As part of Budget 2016, the ministry’s Land Based Investment Strategy will see an increase of $12 million for 2016-17. Most of the increase will go toward Forests for Tomorrow, translating into increased fertilization of 8,000 to 20,000 hectares and providing for additional surveys and site preparation to plant 28 million seedlings annually by 2019-20.

“The new society allows us to make new investments in our forests and protect the investments that we have already made. Altogether, we’re investing an additional $107 million to ensure healthy and resilient forests for future generations to enjoy.” stated Forests, Lands and Natural Resource Operations Minister, Steve Thomson

In addition, “The investment will benefit the long-term health of our forests and bring new opportunities for forest professionals and other people who work and live in forest-based communities across B.C.” said Association of BC Forest Professionals CEO Christine Gelowitz.

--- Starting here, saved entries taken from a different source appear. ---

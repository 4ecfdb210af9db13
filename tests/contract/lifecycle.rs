//! Login, restore, refresh and logout.

use std::sync::Arc;
use std::time::Duration;

use serde_json::json;
use wiremock::matchers::{body_json, header, method, path};
use wiremock::{Mock, MockServer, ResponseTemplate};

use scx_session::config::SessionConfig;
use scx_session::store::{FileStore, KeyValueStore, MemoryStore};
use scx_session::{CredentialStore, ErrorKind, Navigation, Phase, Role, SessionError};

use crate::common::{
    access_token, bearer, eventually, mount_login, refresh_body, session_for, session_with_timings,
};

fn durable_store(dir: &std::path::Path) -> CredentialStore {
    CredentialStore::new(Arc::new(MemoryStore::new()), Arc::new(FileStore::new(dir)))
}

#[tokio::test]
async fn test_login_publishes_user_and_stores_tokens() {
    let server = MockServer::start().await;
    let access = access_token("a1", &["PRODUCTION"], 3600);
    Mock::given(method("POST"))
        .and(path("/api/auth/login"))
        .and(body_json(json!({
            "email": "ops@scx.io",
            "password": "secret",
            "rememberMe": false,
        })))
        .respond_with(
            ResponseTemplate::new(200)
                .set_body_json(crate::common::login_body(&access, "r1", &["PRODUCTION"])),
        )
        .expect(1)
        .mount(&server)
        .await;

    let session = session_for(&server, CredentialStore::in_memory());
    let mut states = session.subscribe();

    let user = session.login("ops@scx.io", "secret", false).await.unwrap();
    assert_eq!(user.display_name, "Ops Lead");
    assert!(user.roles.contains(&Role::PRODUCTION));

    assert!(session.is_authenticated());
    assert!(states.has_changed().unwrap());
    assert_eq!(states.borrow_and_update().user.as_ref().unwrap().id, "7");
    assert_eq!(session.store().access_token().as_deref(), Some(access.as_str()));
    assert_eq!(session.store().refresh_token().as_deref(), Some("r1"));
    assert!(!session.store().persist_refresh());
    assert!(session.refresh_scheduled());
    session.shutdown();
}

#[tokio::test]
async fn test_login_rejected_surfaces_error() {
    let server = MockServer::start().await;
    Mock::given(method("POST"))
        .and(path("/api/auth/login"))
        .respond_with(ResponseTemplate::new(401).set_body_json(json!({
            "status": 401,
            "message": "Bad credentials",
        })))
        .mount(&server)
        .await;

    let session = session_for(&server, CredentialStore::in_memory());
    let err = session.login("ops@scx.io", "wrong", true).await.unwrap_err();

    match &err {
        SessionError::Request(e) => {
            assert_eq!(e.kind, ErrorKind::Authentication);
            assert_eq!(e.message, "Invalid email or password");
        }
        other => panic!("unexpected error: {other:?}"),
    }
    let state = session.state();
    assert_eq!(state.phase, Phase::Unauthenticated);
    assert_eq!(state.error.as_deref(), Some("Invalid email or password"));
    assert!(!session.store().has_any());
}

#[tokio::test]
async fn test_login_accepts_flat_response() {
    let server = MockServer::start().await;
    Mock::given(method("POST"))
        .and(path("/api/auth/login"))
        .respond_with(ResponseTemplate::new(200).set_body_json(json!({
            "accessToken": access_token("a1", &[], 3600),
            "refreshToken": "r1",
            "userId": 42,
            "email": "driver@scx.io",
            "role": "ROLE_LIVRAISON",
        })))
        .mount(&server)
        .await;

    let session = session_for(&server, CredentialStore::in_memory());
    let user = session.login("driver@scx.io", "pw", false).await.unwrap();
    assert_eq!(user.id, "42");
    assert_eq!(user.display_name, "driver");
    assert!(user.roles.contains(&Role::LIVRAISON));
    assert_eq!(session.store().get_user(), Some(user));
    session.shutdown();
}

#[tokio::test]
async fn test_remembered_session_survives_restart() {
    let dir = tempfile::tempdir().unwrap();
    let server = MockServer::start().await;
    mount_login(&server, &access_token("a1", &["ADMIN"], 3600), "r1", &["ADMIN"]).await;
    let fresh = access_token("a2", &["ADMIN"], 3600);
    Mock::given(method("POST"))
        .and(path("/api/auth/refresh"))
        .and(body_json(json!({ "refreshToken": "r1" })))
        .respond_with(ResponseTemplate::new(200).set_body_json(refresh_body(&fresh, Some("r2"))))
        .expect(1)
        .mount(&server)
        .await;

    {
        let session = session_for(&server, durable_store(dir.path()));
        session.login("ops@scx.io", "secret", true).await.unwrap();
        session.shutdown();
    }

    // new process: the ephemeral tier starts empty
    let session = session_for(&server, durable_store(dir.path()));
    let state = session.restore().await;

    assert_eq!(state.phase, Phase::Authenticated);
    assert_eq!(state.user.unwrap().email, "ops@scx.io");
    assert_eq!(session.store().access_token().as_deref(), Some(fresh.as_str()));
    assert_eq!(session.store().refresh_token().as_deref(), Some("r2"));
    assert!(session.store().persist_refresh());

    let durable = FileStore::new(dir.path());
    assert_eq!(durable.get("scx_refresh_token").unwrap().as_deref(), Some("r2"));
    session.shutdown();
}

#[tokio::test]
async fn test_session_not_remembered_is_gone_after_restart() {
    let dir = tempfile::tempdir().unwrap();
    let server = MockServer::start().await;
    mount_login(&server, &access_token("a1", &["ADMIN"], 3600), "r1", &["ADMIN"]).await;
    Mock::given(method("POST"))
        .and(path("/api/auth/refresh"))
        .respond_with(ResponseTemplate::new(500))
        .expect(0)
        .mount(&server)
        .await;

    {
        let session = session_for(&server, durable_store(dir.path()));
        session.login("ops@scx.io", "secret", false).await.unwrap();
        session.shutdown();
    }

    let session = session_for(&server, durable_store(dir.path()));
    let state = session.restore().await;
    assert_eq!(state.phase, Phase::Unauthenticated);
    assert!(session.store().get().is_none());
}

#[tokio::test]
async fn test_refresh_without_rotation_keeps_token_and_tier() {
    let dir = tempfile::tempdir().unwrap();
    let server = MockServer::start().await;
    mount_login(&server, &access_token("a1", &["ADMIN"], 3600), "r1", &["ADMIN"]).await;
    let fresh = access_token("a2", &["ADMIN"], 3600);
    Mock::given(method("POST"))
        .and(path("/api/auth/refresh"))
        .respond_with(ResponseTemplate::new(200).set_body_json(refresh_body(&fresh, None)))
        .expect(1)
        .mount(&server)
        .await;

    let session = session_for(&server, durable_store(dir.path()));
    session.login("ops@scx.io", "secret", true).await.unwrap();
    let before = session.store().revision();

    let credential = session.refresh().await.unwrap();
    assert_eq!(credential.access_token, fresh);
    assert_eq!(credential.refresh_token, "r1");
    assert_eq!(session.store().revision(), before + 1);
    assert!(session.store().persist_refresh());
    assert_eq!(session.phase(), Phase::Authenticated);
    session.shutdown();
}

#[tokio::test]
async fn test_rejected_refresh_forces_logout() {
    let server = MockServer::start().await;
    mount_login(&server, &access_token("a1", &["ADMIN"], 3600), "r1", &["ADMIN"]).await;
    Mock::given(method("POST"))
        .and(path("/api/auth/refresh"))
        .respond_with(ResponseTemplate::new(401))
        .expect(1)
        .mount(&server)
        .await;

    let session = session_for(&server, CredentialStore::in_memory());
    session.login("ops@scx.io", "secret", true).await.unwrap();
    let mut nav = session.navigation();

    let err = session.refresh().await.unwrap_err();
    assert!(matches!(err, SessionError::RefreshRejected(_)));
    assert_eq!(session.phase(), Phase::Unauthenticated);
    assert!(session.store().get().is_none());
    assert!(!session.refresh_scheduled());
    assert_eq!(nav.recv().await.unwrap(), Navigation::Login);
}

#[tokio::test]
async fn test_logout_clears_both_tiers_even_when_server_fails() {
    let dir = tempfile::tempdir().unwrap();
    let server = MockServer::start().await;
    let access = access_token("a1", &["ADMIN"], 3600);
    mount_login(&server, &access, "r1", &["ADMIN"]).await;
    Mock::given(method("POST"))
        .and(path("/api/auth/logout"))
        .and(header("authorization", bearer(&access).as_str()))
        .and(body_json(json!({ "refreshToken": "r1" })))
        .respond_with(ResponseTemplate::new(500))
        .expect(1)
        .mount(&server)
        .await;

    let session = session_for(&server, durable_store(dir.path()));
    session.login("ops@scx.io", "secret", true).await.unwrap();
    let mut nav = session.navigation();

    session.logout().await;

    assert_eq!(session.phase(), Phase::Unauthenticated);
    assert!(session.store().get().is_none());
    assert!(!session.store().has_any());
    assert!(!FileStore::new(dir.path()).contains("scx_refresh_token").unwrap());
    assert!(!session.refresh_scheduled());
    assert_eq!(nav.recv().await.unwrap(), Navigation::Login);
}

#[tokio::test]
async fn test_login_replaces_existing_session() {
    let server = MockServer::start().await;
    mount_login(&server, &access_token("a1", &["ADMIN"], 3600), "r1", &["ADMIN"]).await;

    let session = session_for(&server, CredentialStore::in_memory());
    session.login("ops@scx.io", "secret", true).await.unwrap();
    let first = session.store().revision();

    session.login("ops@scx.io", "secret", false).await.unwrap();
    assert!(session.store().revision() > first);
    assert_eq!(session.phase(), Phase::Authenticated);
    assert!(!session.store().persist_refresh());
    session.shutdown();
}

#[tokio::test]
async fn test_proactive_refresh_fires_before_expiry() {
    let server = MockServer::start().await;
    let short = access_token("a1", &["ADMIN"], 122);
    let fresh = access_token("a2", &["ADMIN"], 3600);
    mount_login(&server, &short, "r1", &["ADMIN"]).await;
    Mock::given(method("POST"))
        .and(path("/api/auth/refresh"))
        .and(body_json(json!({ "refreshToken": "r1" })))
        .respond_with(ResponseTemplate::new(200).set_body_json(refresh_body(&fresh, Some("r2"))))
        .expect(1)
        .mount(&server)
        .await;

    let timings = SessionConfig {
        refresh_lead_secs: 120,
        ..SessionConfig::default()
    };
    let session = session_with_timings(&server, CredentialStore::in_memory(), timings);
    session.login("ops@scx.io", "secret", false).await.unwrap();
    assert!(session.refresh_scheduled());

    let refreshed = eventually(40, || {
        session.store().access_token().as_deref() == Some(fresh.as_str())
    })
    .await;
    assert!(refreshed, "proactive refresh did not run");
    assert_eq!(session.phase(), Phase::Authenticated);
    // re-armed for the new token
    assert!(session.refresh_scheduled());
    session.shutdown();
}

#[tokio::test]
async fn test_logout_cancels_proactive_refresh() {
    let server = MockServer::start().await;
    mount_login(&server, &access_token("a1", &["ADMIN"], 122), "r1", &["ADMIN"]).await;
    Mock::given(method("POST"))
        .and(path("/api/auth/logout"))
        .respond_with(ResponseTemplate::new(204))
        .mount(&server)
        .await;
    Mock::given(method("POST"))
        .and(path("/api/auth/refresh"))
        .respond_with(ResponseTemplate::new(200))
        .expect(0)
        .mount(&server)
        .await;

    let timings = SessionConfig {
        refresh_lead_secs: 120,
        ..SessionConfig::default()
    };
    let session = session_with_timings(&server, CredentialStore::in_memory(), timings);
    session.login("ops@scx.io", "secret", false).await.unwrap();
    session.logout().await;

    tokio::time::sleep(Duration::from_millis(2500)).await;
    assert_eq!(session.phase(), Phase::Unauthenticated);
}

#[tokio::test]
async fn test_fetch_current_user_updates_state_and_cache() {
    let server = MockServer::start().await;
    let access = access_token("a1", &["ADMIN"], 3600);
    mount_login(&server, &access, "r1", &["ADMIN"]).await;
    Mock::given(method("GET"))
        .and(path("/api/auth/me"))
        .and(header("authorization", bearer(&access).as_str()))
        .respond_with(ResponseTemplate::new(200).set_body_json(json!({
            "id": "7",
            "fullName": "Operations Lead",
            "email": "ops@scx.io",
            "roles": ["ADMIN", "PRODUCTION"],
        })))
        .expect(1)
        .mount(&server)
        .await;

    let session = session_for(&server, CredentialStore::in_memory());
    session.login("ops@scx.io", "secret", false).await.unwrap();

    let user = session.fetch_current_user().await.unwrap();
    assert_eq!(user.display_name, "Operations Lead");
    assert_eq!(session.current_user(), Some(user.clone()));
    assert_eq!(session.store().get_user(), Some(user));
    session.shutdown();
}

Lastly, “The forest industry contributes $12 billion to the provincial GDP and supports 145,000 direct and indirect jobs in B.C. We are happy to see that the provincial government remains committed to ensuring a healthy, vibrant and sustainable natural resource sector.” stated Council of Forest Industries president and CEO Susan Yurkovich

Quick Facts:

  • In September 2015, the B.C. government and the Union of BC Municipalities (UBCM) launched the $500,000 FireSmart community grant program to encourage more communities to participate in the program.
  • Homeowners who live in wildland interface areas can help protect their properties from wildfire threats by using FireSmart principles. FireSmart Canada works closely with communities throughout the country to mitigate wildfire risks in interface areas, where urban development borders on forest or grassland areas.
  • Since 2005, government has invested more than $400 million in the complementary Forests for Tomorrow program to survey more than 1.5 million hectares and plant 175 million seedlings over 128,000 hectares in areas impacted by wildfire and the mountain pine beetle infestation.